Wow! Have I ever been busy. First we went to Las Vegas, then we were home a couple of days in which I had another Herceptin treatment and then we went to Orlando (I'm actually still in Orlando and am writing this on Scott's computer at his college).
So, Vegas. It was great. We stayed at the Mandalay Bay Hotel. It's a beautiful hotel. When we checked in they gave us a room on the third floor that overlooked a cement wall. I called down and told them that although the room is lovely I really would like a better view so they moved us to the 23rd floor with a great view of the strip. On Saturday we must have walked 5 - 8 miles. For anyone who knows Vegas we walked all the way from the Mandalay, through Luxor, through Excaliber, through New York New York and all the way down to Caesar's Palace. We just meandered all the way down and saw the Water Show at Bellagio, too. The rest of the time we ate and drank way too much. Saw Wayne Brady, who was just ok. Did a little betting and broke even. It was fun.
Then, we came home on Wednesday night on the redeye. I hate flying and flying on a redeye in coach is just not pleasant. At least we had exit row seating but still, I just don't sleep well on planes. Andrew? Out like a fricking light as soon as the plane takes off. I guess, because he travels so much, that his body is just used to doing that. I know that when he flies to Europe he flies over night and then goes into the office the next morning. Sometimes straight from the airport, I think. Anyway, he just goes right to sleep and I sat there watching his head bob for a while and got mad at him for being able to sleep and then watched some tv and then finally got to sleep just in time to wake up for our changeover in Atlanta. Ugh. Needless to say I slept most of Thursday.
Then, as I said, I went for my Herceptin on Friday morning. I met a lady there who is 4 months post-chemo. She has hair and it's so soft (yes, I asked to touch it and she was happy to oblige). We talked about chemo and being done with it and trying to live life without fear. It was very good to talk to her. I may put on a really brave face but inside I'm just terrified that the cancer will come back. I have pains in my hips and I'm just sure it must be bone cancer. Pains in my back? I think I must have kidney cancer or even bone cancer in my back. It's really because I've been sleeping on unfamiliar beds that are too soft but these things really do go through my mind and enter my head and then I have nightmares about it all. That? I'm just trying not to do it anymore. Easier said then done but I'm trying.

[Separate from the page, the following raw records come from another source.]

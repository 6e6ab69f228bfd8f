//! Stroke-splitting eraser.
//!
//! Erasing removes the pen-stroke points that fall inside the eraser circle
//! and splits each affected stroke into the runs of points that survive.

use crate::shapes::{Element, Geometry, Stroke, new_element_id};
use kurbo::Point;

/// Eraser radius as a multiple of the current stroke width.
pub const ERASER_RADIUS_FACTOR: f64 = 3.0;

/// Minimum number of points a surviving segment must keep.
pub const MIN_SEGMENT_POINTS: usize = 2;

/// Eraser radius for a given tool stroke width.
pub fn eraser_radius(stroke_width: f64) -> f64 {
    stroke_width * ERASER_RADIUS_FACTOR
}

/// Split a point list around an eraser circle.
///
/// Points at a distance `>= radius` from `center` are kept; each run of kept
/// points with at least [`MIN_SEGMENT_POINTS`] points becomes a segment.
pub fn split_points(points: &[Point], center: Point, radius: f64) -> Vec<Vec<Point>> {
    let mut segments = Vec::new();
    let mut current = Vec::new();
    for &point in points {
        if (point - center).hypot() >= radius {
            current.push(point);
        } else {
            close_segment(&mut segments, &mut current);
        }
    }
    close_segment(&mut segments, &mut current);
    segments
}

fn close_segment(segments: &mut Vec<Vec<Point>>, current: &mut Vec<Point>) {
    let run = std::mem::take(current);
    if run.len() >= MIN_SEGMENT_POINTS {
        segments.push(run);
    }
}

/// Run one eraser pass over `elements`.
///
/// Non-stroke elements pass through untouched, as do locked or hidden strokes
/// and strokes with no point inside the circle. Each affected stroke is
/// replaced, in place, by zero or more new strokes with fresh ids and the
/// original's style. Returns `None` when nothing was erased.
pub fn erase(elements: &[Element], center: Point, radius: f64) -> Option<Vec<Element>> {
    let mut changed = false;
    let mut result = Vec::with_capacity(elements.len());

    for element in elements {
        let Geometry::Stroke(stroke) = &element.geometry else {
            result.push(element.clone());
            continue;
        };
        if !element.is_interactive() || !touches(stroke, center, radius) {
            result.push(element.clone());
            continue;
        }

        changed = true;
        let segments = split_points(&stroke.points, center, radius);
        log::trace!(
            "eraser split stroke {} into {} segment(s)",
            element.id,
            segments.len()
        );
        for points in segments {
            let mut piece = element.clone();
            piece.id = new_element_id();
            piece.geometry = Geometry::Stroke(stroke.with_points(points));
            result.push(piece);
        }
    }

    changed.then_some(result)
}

fn touches(stroke: &Stroke, center: Point, radius: f64) -> bool {
    stroke
        .points
        .iter()
        .any(|p| (*p - center).hypot() < radius)
}

#[cfg(test)]
mod tests {
    use super::*;
    use crate::shapes::{ElementStyle, Rectangle};

    fn line_points(xs: &[f64]) -> Vec<Point> {
        xs.iter().map(|&x| Point::new(x, 0.0)).collect()
    }

    fn stroke_element(points: Vec<Point>) -> Element {
        Element::new(
            Geometry::Stroke(Stroke::from_points(points)),
            ElementStyle::default(),
        )
    }

    fn stroke_points(element: &Element) -> &[Point] {
        match &element.geometry {
            Geometry::Stroke(s) => &s.points,
            _ => panic!("expected stroke"),
        }
    }

    #[test]
    fn test_split_middle_of_stroke() {
        let original = stroke_element(line_points(&[0.0, 10.0, 20.0, 30.0, 40.0]));
        let result = erase(std::slice::from_ref(&original), Point::new(20.0, 0.0), 5.0).unwrap();

        assert_eq!(result.len(), 2);
        assert_eq!(stroke_points(&result[0]), line_points(&[0.0, 10.0]).as_slice());
        assert_eq!(stroke_points(&result[1]), line_points(&[30.0, 40.0]).as_slice());
        assert!(result.iter().all(|e| e.id != original.id));
        assert_ne!(result[0].id, result[1].id);
        assert!(result.iter().all(|e| e.style == original.style));
    }

    #[test]
    fn test_erase_whole_stroke_removes_it() {
        let original = stroke_element(line_points(&[0.0, 1.0, 2.0, 3.0]));
        let result = erase(&[original], Point::new(1.5, 0.0), 10.0).unwrap();
        assert!(result.is_empty());
    }

    #[test]
    fn test_short_runs_are_dropped() {
        let segments = split_points(&line_points(&[0.0, 10.0, 20.0, 30.0]), Point::new(10.0, 0.0), 5.0);
        assert_eq!(segments, vec![line_points(&[20.0, 30.0])]);
    }

    #[test]
    fn test_segments_never_below_two_points() {
        let points: Vec<Point> = (0..50)
            .map(|i| Point::new(i as f64 * 3.0, ((i * 7) % 11) as f64))
            .collect();
        for cx in (0..150).step_by(7) {
            for segment in split_points(&points, Point::new(cx as f64, 5.0), 6.0) {
                assert!(segment.len() >= MIN_SEGMENT_POINTS);
            }
        }
    }

    #[test]
    fn test_boundary_distance_is_kept() {
        let segments = split_points(&line_points(&[0.0, 5.0, 10.0]), Point::new(10.0, 0.0), 5.0);
        assert_eq!(segments, vec![line_points(&[0.0, 5.0])]);
    }

    #[test]
    fn test_untouched_elements_pass_through() {
        let rect = Element::new(
            Geometry::Rectangle(Rectangle::new(Point::ZERO, 10.0, 10.0)),
            ElementStyle::default(),
        );
        let stroke = stroke_element(line_points(&[100.0, 110.0]));
        let elements = vec![rect, stroke];
        assert!(erase(&elements, Point::new(5.0, 5.0), 3.0).is_none());
    }

    #[test]
    fn test_locked_stroke_is_not_erased() {
        let mut stroke = stroke_element(line_points(&[0.0, 10.0, 20.0]));
        stroke.locked = true;
        assert!(erase(&[stroke], Point::new(10.0, 0.0), 5.0).is_none());
    }

    #[test]
    fn test_order_is_preserved() {
        let a = stroke_element(line_points(&[0.0, 10.0, 20.0, 30.0, 40.0]));
        let b = Element::new(
            Geometry::Rectangle(Rectangle::new(Point::new(500.0, 500.0), 10.0, 10.0)),
            ElementStyle::default(),
        );
        let b_id = b.id;
        let result = erase(&[a, b], Point::new(20.0, 0.0), 5.0).unwrap();
        assert_eq!(result.len(), 3);
        assert_eq!(result[2].id, b_id);
    }

    #[test]
    fn test_radius() {
        assert!((eraser_radius(5.0) - 15.0).abs() < f64::EPSILON);
    }
}
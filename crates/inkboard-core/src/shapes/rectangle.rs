//! Rectangle geometry.

use super::{ElementStyle, GeometryTrait, hit_box, rect_from_corners};
use kurbo::{Point, Rect, Vec2};
use serde::{Deserialize, Serialize};

/// A rectangle with optional rounded corners.
#[derive(Debug, Clone, PartialEq, Serialize, Deserialize)]
#[serde(rename_all = "camelCase")]
pub struct Rectangle {
    /// Top-left corner position.
    pub position: Point,
    /// Width of the rectangle.
    pub width: f64,
    /// Height of the rectangle.
    pub height: f64,
    /// Corner radius (0 = sharp corners).
    #[serde(default)]
    pub corner_radius: f64,
}

impl Rectangle {
    /// Create a new rectangle.
    pub fn new(position: Point, width: f64, height: f64) -> Self {
        Self {
            position,
            width,
            height,
            corner_radius: 0.0,
        }
    }

    /// Create a rectangle from two corner points.
    pub fn from_corners(p1: Point, p2: Point) -> Self {
        let rect = rect_from_corners(p1, p2);
        Self::new(Point::new(rect.x0, rect.y0), rect.width(), rect.height())
    }

    /// Get the rectangle as a kurbo Rect.
    pub fn as_rect(&self) -> Rect {
        Rect::new(
            self.position.x,
            self.position.y,
            self.position.x + self.width,
            self.position.y + self.height,
        )
    }
}

impl GeometryTrait for Rectangle {
    fn bounds(&self) -> Rect {
        self.as_rect()
    }

    fn hit_test(&self, point: Point, tolerance: f64, style: &ElementStyle) -> bool {
        hit_box(self.as_rect(), point, tolerance, style)
    }

    fn translate(&mut self, delta: Vec2) {
        self.position += delta;
    }

    fn origin(&self) -> Point {
        self.position
    }

    fn scale(&mut self, sx: f64, sy: f64) {
        self.width *= sx;
        self.height *= sy;
    }
}
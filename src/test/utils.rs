#[cfg(test)]
pub mod test_db {
    use crate::db::connect_options;
    use crate::error::AppError;
    use crate::models::{AttendanceRecord, DbAttendanceRecord};
    use sqlx::{Pool, Sqlite, sqlite::SqlitePoolOptions};
    use std::collections::HashMap;
    use std::sync::Once;
    use std::time::Duration;

    static INIT: Once = Once::new();

    #[derive(Default)]
    pub struct TestDbBuilder {
        courses: Vec<String>,
        subjects: Vec<TestSubject>,
        students: Vec<TestStudent>,
        attendances: Vec<TestAttendance>,
    }

    pub struct TestSubject {
        pub name: String,
        pub course_names: Vec<String>,
    }

    pub struct TestStudent {
        pub name: String,
        pub surname: String,
        pub course_name: String,
    }

    pub struct TestAttendance {
        pub student_surname: String,
        pub course_name: String,
        pub subject_name: String,
        pub state: String,
        pub recorded_at: Option<String>,
    }

    impl TestDbBuilder {
        pub fn new() -> Self {
            Self::default()
        }

        pub fn course(mut self, name: &str) -> Self {
            self.courses.push(name.to_string());
            self
        }

        pub fn subject(mut self, name: &str, course_names: &[&str]) -> Self {
            self.subjects.push(TestSubject {
                name: name.to_string(),
                course_names: course_names.iter().map(|c| c.to_string()).collect(),
            });
            self
        }

        pub fn student(mut self, name: &str, surname: &str, course_name: &str) -> Self {
            self.students.push(TestStudent {
                name: name.to_string(),
                surname: surname.to_string(),
                course_name: course_name.to_string(),
            });
            self
        }

        pub fn attendance(
            mut self,
            student_surname: &str,
            course_name: &str,
            subject_name: &str,
            state: &str,
            recorded_at: Option<&str>,
        ) -> Self {
            self.attendances.push(TestAttendance {
                student_surname: student_surname.to_string(),
                course_name: course_name.to_string(),
                subject_name: subject_name.to_string(),
                state: state.to_string(),
                recorded_at: recorded_at.map(String::from),
            });
            self
        }

        pub async fn build(self) -> Result<TestDb, AppError> {
            INIT.call_once(|| {
                let _ = tracing_subscriber::fmt()
                    .with_env_filter("debug,sqlx=warn")
                    .with_test_writer()
                    .try_init();
            });

            // One long-lived connection keeps the in-memory database alive.
            let pool = SqlitePoolOptions::new()
                .max_connections(1)
                .idle_timeout(None::<Duration>)
                .max_lifetime(None::<Duration>)
                .connect_with(connect_options("sqlite::memory:")?)
                .await?;

            sqlx::migrate!("./migrations").run(&pool).await?;

            let mut course_id_map: HashMap<String, i64> = HashMap::new();
            let mut subject_id_map: HashMap<String, i64> = HashMap::new();
            let mut student_id_map: HashMap<String, i64> = HashMap::new();
            let mut attendance_ids: Vec<i64> = Vec::new();

            for course in &self.courses {
                let res = sqlx::query("INSERT INTO cursos (nombre) VALUES (?)")
                    .bind(course)
                    .execute(&pool)
                    .await?;
                course_id_map.insert(course.clone(), res.last_insert_rowid());
            }

            for subject in &self.subjects {
                let res = sqlx::query("INSERT INTO materias (nombre) VALUES (?)")
                    .bind(&subject.name)
                    .execute(&pool)
                    .await?;
                let subject_id = res.last_insert_rowid();
                subject_id_map.insert(subject.name.clone(), subject_id);

                for course_name in &subject.course_names {
                    let course_id = lookup(&course_id_map, "course", course_name)?;
                    sqlx::query("INSERT INTO curso_materia (curso_id, materia_id) VALUES (?, ?)")
                        .bind(course_id)
                        .bind(subject_id)
                        .execute(&pool)
                        .await?;
                }
            }

            for student in &self.students {
                let course_id = lookup(&course_id_map, "course", &student.course_name)?;
                let res = sqlx::query(
                    "INSERT INTO alumnos (nombre, apellido, curso_id) VALUES (?, ?, ?)",
                )
                .bind(&student.name)
                .bind(&student.surname)
                .bind(course_id)
                .execute(&pool)
                .await?;
                student_id_map.insert(student.surname.clone(), res.last_insert_rowid());
            }

            for attendance in &self.attendances {
                let student_id = lookup(&student_id_map, "student", &attendance.student_surname)?;
                let course_id = lookup(&course_id_map, "course", &attendance.course_name)?;
                let subject_id = lookup(&subject_id_map, "subject", &attendance.subject_name)?;

                let res = match &attendance.recorded_at {
                    Some(recorded_at) => {
                        sqlx::query(
                            "INSERT INTO asistencia (alumno_id, curso_id, materia_id, estado, fecha)
                             VALUES (?, ?, ?, ?, ?)",
                        )
                        .bind(student_id)
                        .bind(course_id)
                        .bind(subject_id)
                        .bind(&attendance.state)
                        .bind(recorded_at)
                        .execute(&pool)
                        .await?
                    }
                    None => {
                        sqlx::query(
                            "INSERT INTO asistencia (alumno_id, curso_id, materia_id, estado)
                             VALUES (?, ?, ?, ?)",
                        )
                        .bind(student_id)
                        .bind(course_id)
                        .bind(subject_id)
                        .bind(&attendance.state)
                        .execute(&pool)
                        .await?
                    }
                };
                attendance_ids.push(res.last_insert_rowid());
            }

            Ok(TestDb {
                pool,
                course_id_map,
                subject_id_map,
                student_id_map,
                attendance_ids,
            })
        }
    }

    fn lookup(map: &HashMap<String, i64>, kind: &str, name: &str) -> Result<i64, AppError> {
        map.get(name)
            .copied()
            .ok_or_else(|| AppError::Internal(format!("Unknown fixture {}: {}", kind, name)))
    }

    pub struct TestDb {
        pub pool: Pool<Sqlite>,
        pub course_id_map: HashMap<String, i64>,
        pub subject_id_map: HashMap<String, i64>,
        pub student_id_map: HashMap<String, i64>,
        pub attendance_ids: Vec<i64>,
    }

    impl TestDb {
        pub fn course_id(&self, name: &str) -> Option<i64> {
            self.course_id_map.get(name).copied()
        }

        pub fn subject_id(&self, name: &str) -> Option<i64> {
            self.subject_id_map.get(name).copied()
        }

        pub fn student_id(&self, surname: &str) -> Option<i64> {
            self.student_id_map.get(surname).copied()
        }

        pub async fn attendance_record(
            &self,
            id: i64,
        ) -> Result<Option<AttendanceRecord>, AppError> {
            let row = sqlx::query_as::<_, DbAttendanceRecord>(
                "SELECT id, alumno_id, curso_id, materia_id, estado, fecha
                 FROM asistencia WHERE id = ?",
            )
            .bind(id)
            .fetch_optional(&self.pool)
            .await?;

            row.map(AttendanceRecord::try_from).transpose()
        }

        pub async fn count_rows(&self, table: &str) -> Result<i64, sqlx::Error> {
            sqlx::query_scalar::<_, i64>(&format!("SELECT COUNT(*) FROM {}", table))
                .fetch_one(&self.pool)
                .await
        }
    }
}

#[cfg(test)]
pub mod test_utils {
    use rocket::http::ContentType;
    use rocket::local::asynchronous::{Client, LocalResponse};
    use serde_json::Value;

    pub use super::test_db::{TestDb, TestDbBuilder};

    pub const FIRST_COURSE: &str = "1° A";
    pub const SECOND_COURSE: &str = "2° B";

    /// Two courses, three subjects, four students and a few dated records.
    pub async fn create_standard_test_db() -> TestDb {
        TestDbBuilder::new()
            .course(FIRST_COURSE)
            .course(SECOND_COURSE)
            .subject("Matemática", &[FIRST_COURSE, SECOND_COURSE])
            .subject("Historia", &[FIRST_COURSE])
            .subject("Biología", &[SECOND_COURSE])
            .student("Sofía", "Pérez", FIRST_COURSE)
            .student("Lucía", "Fernández", FIRST_COURSE)
            .student("Mateo", "López", FIRST_COURSE)
            .student("Juan", "Benítez", SECOND_COURSE)
            .attendance(
                "Fernández",
                FIRST_COURSE,
                "Matemática",
                "P",
                Some("2025-03-10 08:00:00"),
            )
            .attendance(
                "López",
                FIRST_COURSE,
                "Historia",
                "A",
                Some("2025-03-11 09:00:00"),
            )
            .attendance(
                "Fernández",
                FIRST_COURSE,
                "Matemática",
                "T",
                Some("2025-03-12 08:05:00"),
            )
            .attendance(
                "Benítez",
                SECOND_COURSE,
                "Biología",
                "AP",
                Some("2025-04-02 10:00:00"),
            )
            .build()
            .await
            .expect("Failed to build standard test database")
    }

    pub async fn setup_test_client(test_db: TestDb) -> (Client, TestDb) {
        let rocket = crate::init_rocket(test_db.pool.clone());
        let client = Client::tracked(rocket)
            .await
            .expect("Failed to build rocket test client");

        (client, test_db)
    }

    pub async fn post_json<'c>(client: &'c Client, uri: &str, body: &Value) -> LocalResponse<'c> {
        client
            .post(uri.to_string())
            .header(ContentType::JSON)
            .body(body.to_string())
            .dispatch()
            .await
    }

    pub async fn put_json<'c>(client: &'c Client, uri: &str, body: &Value) -> LocalResponse<'c> {
        client
            .put(uri.to_string())
            .header(ContentType::JSON)
            .body(body.to_string())
            .dispatch()
            .await
    }

    pub async fn response_json(response: LocalResponse<'_>) -> Value {
        let body = response
            .into_string()
            .await
            .expect("Response body was empty");
        serde_json::from_str(&body).expect("Response body was not JSON")
    }
}
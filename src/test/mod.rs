mod env;
mod utils;

pub use utils::test_utils;
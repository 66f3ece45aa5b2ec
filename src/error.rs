use opentelemetry_semantic_conventions::{attribute::OTEL_STATUS_CODE, trace::ERROR_TYPE};
use rocket::http::Status;
use rocket::response::status::Custom;
use rocket::serde::json::Json;
use thiserror::Error;
use tracing::{Span, error, warn};

use crate::validation::MessageResponse;

const GENERIC_SERVER_MESSAGE: &str = "Error interno del servidor.";

#[derive(Error, Debug)]
pub enum AppError {
    #[error("Database error: {0}")]
    Database(#[from] sqlx::Error),

    #[error("Not found: {0}")]
    NotFound(String),

    #[error("Validation error: {0}")]
    Validation(String),

    #[error("Internal error: {0}")]
    Internal(String),
}

impl AppError {
    pub fn log_and_record(&self, ctx: &str) {
        let current_span = Span::current();
        let is_valid_span = !current_span.is_none();

        let message = self.to_string();
        let error_kind = match self {
            AppError::Database(err) => {
                error!(error = %message, context = %ctx, db_error = %err, "Database error");
                "database_error"
            }
            AppError::NotFound(msg) => {
                warn!(message = %msg, context = %ctx, "Not found error");
                "not_found_error"
            }
            AppError::Validation(msg) => {
                warn!(message = %msg, context = %ctx, "Validation error");
                "validation_error"
            }
            AppError::Internal(msg) => {
                error!(message = %msg, context = %ctx, "Internal server error");
                "internal_error"
            }
        };

        if is_valid_span {
            current_span.record("error", tracing::field::display(true));
            current_span.record(ERROR_TYPE, tracing::field::display(error_kind));
            current_span.record("error.message", tracing::field::display(&message));

            if self.is_server_error() {
                current_span.record(OTEL_STATUS_CODE, tracing::field::display("ERROR"));
            }
        }
    }

    pub fn status_code(&self) -> Status {
        match self {
            AppError::Database(_) => Status::InternalServerError,
            AppError::NotFound(_) => Status::NotFound,
            AppError::Validation(_) => Status::BadRequest,
            AppError::Internal(_) => Status::InternalServerError,
        }
    }

    pub fn is_server_error(&self) -> bool {
        matches!(self, AppError::Database(_) | AppError::Internal(_))
    }

    /// Text shown to the client. Store failures never leak their details.
    pub fn client_message(&self, server_message: &str) -> String {
        match self {
            AppError::NotFound(msg) | AppError::Validation(msg) => msg.clone(),
            AppError::Database(_) | AppError::Internal(_) => server_message.to_string(),
        }
    }
}

impl From<sqlx::migrate::MigrateError> for AppError {
    fn from(error: sqlx::migrate::MigrateError) -> Self {
        AppError::Internal(format!("Migration error: {}", error))
    }
}

/// An [`AppError`] paired with the message the client sees if it turns out to
/// be a server-side failure.
#[derive(Debug)]
pub struct ApiError {
    pub error: AppError,
    pub server_message: &'static str,
}

impl ApiError {
    pub fn status_code(&self) -> Status {
        self.error.status_code()
    }

    pub fn message(&self) -> String {
        self.error.client_message(self.server_message)
    }
}

impl From<AppError> for ApiError {
    fn from(error: AppError) -> Self {
        Self {
            error,
            server_message: GENERIC_SERVER_MESSAGE,
        }
    }
}

pub trait ErrorContext<T> {
    fn context(self, server_message: &'static str) -> Result<T, ApiError>;
}

impl<T, E> ErrorContext<T> for Result<T, E>
where
    E: Into<AppError>,
{
    fn context(self, server_message: &'static str) -> Result<T, ApiError> {
        self.map_err(|e| ApiError {
            error: e.into(),
            server_message,
        })
    }
}

impl<'r> rocket::response::Responder<'r, 'static> for ApiError {
    fn respond_to(self, req: &'r rocket::Request<'_>) -> rocket::response::Result<'static> {
        self.error
            .log_and_record(&format!("Request to {} {}", req.method(), req.uri()));

        Custom(self.status_code(), Json(MessageResponse::new(self.message()))).respond_to(req)
    }
}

On to happier things.....My nephew, Thomas, came to Florida to play lacrosse on Saturday. My parents and Andrew and I and the boys and Jeff's girlfriend, Chanel all went to see him play in Orlando. He's a freshman so we weren't thinking he'd get any playing time but he did. He's very good, if I do say so myself!! Must get that from the Irvine side!! teehee!!! We only got to say hi for a moment and he was off with his team but it was nice to hug him and see his cute little face.
Then, mom and dad headed back home and we stayed in Orlando. Six of us in a hotel room!! It went fine, actually. Sunday we just played at the pool and it was so relaxing. Jeff and Chanel and Scott went back to their schools on Sunday night. Kevin, Andrew and I stayed at the hotel one more night and today we're at Scott's school talking to the ROTC people about what they may have to offer the boys next year. Kevin wants to come to UCF with Scott and both have shown interest in the ROTC program so we want to chat with them and see what it's all about.
That's all our "goings on" for now. I must add that I do have some hair sprouting up. As soon as I think it'll show up in a picture, I'll post one so you can all see. I'm very excited about the prospect of having hair. My eyelashes and eyebrows are still missing. Leg hair and arm pit hair coming back, unfortunately.
I start radiation tomorrow. I'm nervous about it. I'll post how that goes.
TTFN!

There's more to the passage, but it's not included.